A ministra Cármen Lúcia, do Supremo Tribunal Federal (STF), exigiu explicações urgentes do Congresso e do governo federal sobre a reforma na Lei da Ficha Limpa e na Lei das Eleições. A magistrada fez a cobrança em 6 de outubro, com prazo de cinco dias para resposta.
O Senado cumpriu a determinação. Luiz Inácio Lula da Silva, não. A Presidência tinha até 14 de outubro para se manifestar, mas não enviou nenhuma resposta ao STF. As informações são do jornal O Globo.
A ministra classificou o pedido como “improrrogável”. Como relatora do caso, ela decidiu aplicar o rito abreviado, que leva o tema diretamente ao plenário da Corte, sem tramitação nas turmas.
A nova Lei Complementar nº 219/2025, sancionada no fim de setembro, alterou a forma de contagem do período de inelegibilidade. A Rede Sustentabilidade, autora da ação, afirma que o Senado modificou o mérito do texto e feriu o processo bicameral ao não reenviar a proposta à Câmara.
No ofício enviado ao STF, o Senado sustentou que as mudanças aprovadas não afetam o conteúdo da lei. Para os parlamentares, trata-se apenas de correções de “técnica legislativa” e ajustes redacionais.
O documento afirma que o prazo de oito anos de inelegibilidade foi mantido. A única mudança, segundo o Senado, está no marco inicial da contagem. Agora, segue critérios “mais racionais”, para evitar distorções entre tipos penais diferentes.

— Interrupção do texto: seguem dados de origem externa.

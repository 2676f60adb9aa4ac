use std::time::Duration;

use anyhow::Result;
use rand::rngs::StdRng;
use rand::SeedableRng;

use tonespan_audio::NullSink;
use tonespan_core::{ScenarioPhase, TrialRecord, GRID_SIZE, HARMONIC_FREQUENCIES, UNRELATED_FREQUENCIES};
use tonespan_session::{ResultsRecorder, Session, SessionConfig, SessionError, SessionView};

const TICK: Duration = Duration::from_millis(20);

#[derive(Default)]
struct TestView {
    effects: Vec<usize>,
    clears: Vec<usize>,
    labels: Vec<String>,
    buttons_visible: bool,
    closing: bool,
}

impl SessionView for TestView {
    fn stimulus_effect(&mut self, index: usize) {
        self.effects.push(index);
    }
    fn stimulus_clear(&mut self, index: usize) {
        self.clears.push(index);
    }
    fn set_label(&mut self, text: &str) {
        self.labels.push(text.to_string());
    }
    fn show_buttons(&mut self) {
        self.buttons_visible = true;
    }
    fn hide_buttons(&mut self) {
        self.buttons_visible = false;
    }
    fn show_closing(&mut self) {
        self.closing = true;
    }
}

#[derive(Default)]
struct MemoryRecorder {
    appended: Vec<TrialRecord>,
    rewritten: Option<Vec<TrialRecord>>,
}

impl ResultsRecorder for MemoryRecorder {
    fn append(&mut self, record: &TrialRecord) -> Result<()> {
        self.appended.push(record.clone());
        Ok(())
    }
    fn rewrite(&mut self, records: &[TrialRecord]) -> Result<()> {
        self.rewritten = Some(records.to_vec());
        Ok(())
    }
}

type TestSession = Session<StdRng, TestView, NullSink, MemoryRecorder>;

fn session(seed: u64) -> TestSession {
    Session::new(
        SessionConfig::default(),
        StdRng::seed_from_u64(seed),
        TestView::default(),
        NullSink,
        MemoryRecorder::default(),
        "p01",
    )
}

fn advance(session: &mut TestSession, ms: u64) {
    for _ in 0..ms / 20 {
        session.tick(TICK).expect("tick");
    }
}

fn current_target(session: &TestSession, name: &str) -> Vec<usize> {
    session
        .scenario(name)
        .expect("scenario")
        .current_trial()
        .expect("active trial")
        .target
        .clone()
}

/// Press ready and tick through the whole demonstration.
fn run_playback(session: &mut TestSession, name: &str) {
    session.ready_pressed(name);
    assert_eq!(session.phase(name), Some(ScenarioPhase::Playing));
    let length = current_target(session, name).len() as u64;
    advance(session, 500 * (length + 1));
    assert_eq!(session.phase(name), Some(ScenarioPhase::AwaitingInput));
}

/// Enter the given sequence, respecting the refractory lockout, and tick
/// through judging.
fn answer(session: &mut TestSession, name: &str, inputs: &[usize]) {
    for (n, &index) in inputs.iter().enumerate() {
        session.stimulus_chosen(name, index);
        if n + 1 < inputs.len() {
            advance(session, 100);
        }
    }
    advance(session, 500);
}

fn answer_correctly(session: &mut TestSession, name: &str) {
    let target = current_target(session, name);
    answer(session, name, &target);
}

fn answer_wrongly(session: &mut TestSession, name: &str) {
    let wrong: Vec<usize> = current_target(session, name)
        .iter()
        .map(|&i| (i + 1) % GRID_SIZE)
        .collect();
    answer(session, name, &wrong);
}

/// Fail every trial until the scenario completes; returns trials run.
fn fail_out(session: &mut TestSession, name: &str) -> usize {
    let mut trials = 0;
    while session.phase(name) != Some(ScenarioPhase::Complete) {
        run_playback(session, name);
        answer_wrongly(session, name);
        trials += 1;
        assert!(trials <= 10, "scenario never completed");
    }
    trials
}

#[test]
fn demonstration_runs_before_input_opens() {
    let mut s = session(1);
    s.register_scenario("harmonic", Some(&HARMONIC_FREQUENCIES)).unwrap();
    s.start().unwrap();
    assert_eq!(s.phase("harmonic"), Some(ScenarioPhase::Idle));
    assert_eq!(s.view.labels, vec!["Harmonic (1 / 1)"]);

    s.ready_pressed("harmonic");
    let target = current_target(&s, "harmonic");
    assert_eq!(target.len(), 1);

    // Input during playback is a no-op.
    s.stimulus_chosen("harmonic", target[0]);
    assert!(s.scenario("harmonic").unwrap().current_trial().unwrap().observed.is_empty());

    advance(&mut s, 1000);
    assert_eq!(s.phase("harmonic"), Some(ScenarioPhase::AwaitingInput));
    assert!(s.input_enabled());
    // The demonstration fired exactly the target sequence.
    assert_eq!(s.view.effects, target);
}

#[test]
fn correct_trial_is_recorded_and_grows_the_next() {
    let mut s = session(2);
    s.register_scenario("harmonic", Some(&HARMONIC_FREQUENCIES)).unwrap();
    s.start().unwrap();

    run_playback(&mut s, "harmonic");
    answer_correctly(&mut s, "harmonic");

    assert_eq!(s.phase("harmonic"), Some(ScenarioPhase::Idle));
    let records = &s.recorder.appended;
    assert_eq!(records.len(), 1);
    assert_eq!(records[0].trial_number, 1);
    assert_eq!(records[0].length, 1);
    assert!(records[0].correct);
    assert_eq!(records[0].scenario, "harmonic");
    assert_eq!(records[0].participant, "p01");

    run_playback(&mut s, "harmonic");
    assert_eq!(current_target(&s, "harmonic").len(), 2);
}

#[test]
fn observed_never_exceeds_target_length() {
    let mut s = session(3);
    s.register_scenario("harmonic", Some(&HARMONIC_FREQUENCIES)).unwrap();
    s.start().unwrap();
    run_playback(&mut s, "harmonic");

    let target = current_target(&s, "harmonic");
    s.stimulus_chosen("harmonic", target[0]);
    // Trial complete; further presses before judging must be swallowed.
    s.stimulus_chosen("harmonic", 0);
    advance(&mut s, 100);
    s.stimulus_chosen("harmonic", 0);
    advance(&mut s, 400);

    assert_eq!(s.recorder.appended.len(), 1);
    let scenario = s.scenario("harmonic").unwrap();
    assert_eq!(scenario.history[0].observed.len(), target.len());
}

#[test]
fn refractory_lockout_swallows_rapid_presses() {
    let mut s = session(4);
    s.register_scenario("harmonic", Some(&HARMONIC_FREQUENCIES)).unwrap();
    s.start().unwrap();
    // Grow to a length-2 trial first.
    run_playback(&mut s, "harmonic");
    answer_correctly(&mut s, "harmonic");
    run_playback(&mut s, "harmonic");

    s.stimulus_chosen("harmonic", 0);
    s.stimulus_chosen("harmonic", 1);
    let observed = s.scenario("harmonic").unwrap().current_trial().unwrap().observed.clone();
    assert_eq!(observed, vec![0], "second press must fall in the lockout");

    advance(&mut s, 100);
    s.stimulus_chosen("harmonic", 1);
    let observed = s.scenario("harmonic").unwrap().current_trial().unwrap().observed.clone();
    assert_eq!(observed, vec![0, 1]);
}

#[test]
fn events_for_wrong_phase_or_unknown_scenario_are_ignored() {
    let mut s = session(5);
    s.register_scenario("harmonic", Some(&HARMONIC_FREQUENCIES)).unwrap();
    s.start().unwrap();

    s.stimulus_chosen("harmonic", 0);
    s.stimulus_chosen("nonesuch", 0);
    s.ready_pressed("nonesuch");
    assert!(s.scenario("harmonic").unwrap().history.is_empty());

    run_playback(&mut s, "harmonic");
    // Ready during AwaitingInput must not spawn a second active trial.
    s.ready_pressed("harmonic");
    assert_eq!(s.scenario("harmonic").unwrap().history.len(), 1);
}

#[test]
fn all_correct_scenario_keeps_growing_and_never_finishes() {
    let mut s = session(6);
    s.register_scenario("harmonic", Some(&HARMONIC_FREQUENCIES)).unwrap();
    s.start().unwrap();

    for expected_length in 1..=8 {
        run_playback(&mut s, "harmonic");
        assert_eq!(current_target(&s, "harmonic").len(), expected_length);
        answer_correctly(&mut s, "harmonic");
        assert_eq!(s.phase("harmonic"), Some(ScenarioPhase::Idle));
    }
    assert!(!s.scenario("harmonic").unwrap().finishing);
    assert!(!s.is_closed());
}

#[test]
fn three_failures_at_one_length_finish_after_one_more_trial() {
    let mut s = session(7);
    s.register_scenario("silent", None).unwrap();
    s.start().unwrap();

    let trials = fail_out(&mut s, "silent");
    // Threshold crossed generating trial 4; that trial still runs.
    assert_eq!(trials, 4);
    assert_eq!(s.recorder.appended.len(), 4);
    assert!(s.recorder.appended.iter().all(|r| r.length == 1 && !r.correct));
    assert!(s.is_closed());
    assert!(s.view.closing);
}

#[test]
fn rewrite_rows_match_cumulative_appends() {
    let mut s = session(8);
    s.register_scenario("harmonic", Some(&HARMONIC_FREQUENCIES)).unwrap();
    s.register_scenario("unrelated", Some(&UNRELATED_FREQUENCIES)).unwrap();
    s.start().unwrap();

    for _ in 0..2 {
        let name = s.active_scenario().expect("active scenario").name.clone();
        fail_out(&mut s, &name);
    }

    assert!(s.is_closed());
    let rewritten = s.recorder.rewritten.as_ref().expect("rewrite at session end");
    assert_eq!(rewritten, &s.recorder.appended);
    assert_eq!(rewritten, &s.records());
}

#[test]
fn session_advances_only_after_complete() {
    let mut s = session(9);
    s.register_scenario("harmonic", Some(&HARMONIC_FREQUENCIES)).unwrap();
    s.register_scenario("unrelated", Some(&UNRELATED_FREQUENCIES)).unwrap();
    s.start().unwrap();

    let first = s.active_scenario().unwrap().name.clone();
    let second = if first == "harmonic" { "unrelated" } else { "harmonic" };

    // A judged-but-continuing trial does not advance the session.
    run_playback(&mut s, &first);
    answer_correctly(&mut s, &first);
    assert_eq!(s.active_scenario().unwrap().name, first);
    assert_eq!(s.phase(second), Some(ScenarioPhase::Idle));

    fail_out(&mut s, &first);
    assert_eq!(s.active_scenario().unwrap().name, second);
    assert_eq!(s.view.labels.last().unwrap(), &format!(
        "{}{} (2 / 2)",
        second[..1].to_uppercase(),
        &second[1..]
    ));
}

#[test]
fn silence_scenario_uses_single_zero_sample_waveforms() {
    let mut s = session(10);
    s.register_scenario("silent", None).unwrap();
    let scenario = s.scenario("silent").unwrap();
    assert_eq!(scenario.waveforms.len(), GRID_SIZE);
    assert!(scenario.waveforms.iter().all(|w| w.as_ref() == &vec![0.0]));
}

#[test]
fn registration_rejects_bad_configurations() {
    let mut s = session(11);
    s.register_scenario("harmonic", Some(&HARMONIC_FREQUENCIES)).unwrap();
    assert!(matches!(
        s.register_scenario("harmonic", Some(&HARMONIC_FREQUENCIES)),
        Err(SessionError::DuplicateScenario(_))
    ));
    assert!(matches!(
        s.register_scenario("short", Some(&[440.0, 550.0])),
        Err(SessionError::StimulusCount { got: 2, .. })
    ));
}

Lula veta trechos polêmicos da nova regra
O Congresso pediu a rejeição da ação e defendeu a constitucionalidade da nova regra. A Rede, no entanto, alega que a contagem antecipada reduz, na prática, o tempo de punição. O partido critica ainda a tentativa de aplicar a nova norma de forma retroativa.
Lula sancionou a lei, mas vetou os trechos mais polêmicos. Entre eles, os dispositivos que encurtavam os prazos de inelegibilidade e previam efeitos para casos passados. Com a manifestação do Senado já nos autos, o processo agora aguarda os pareceres da Advocacia-Geral da União e da Procuradoria-Geral da República.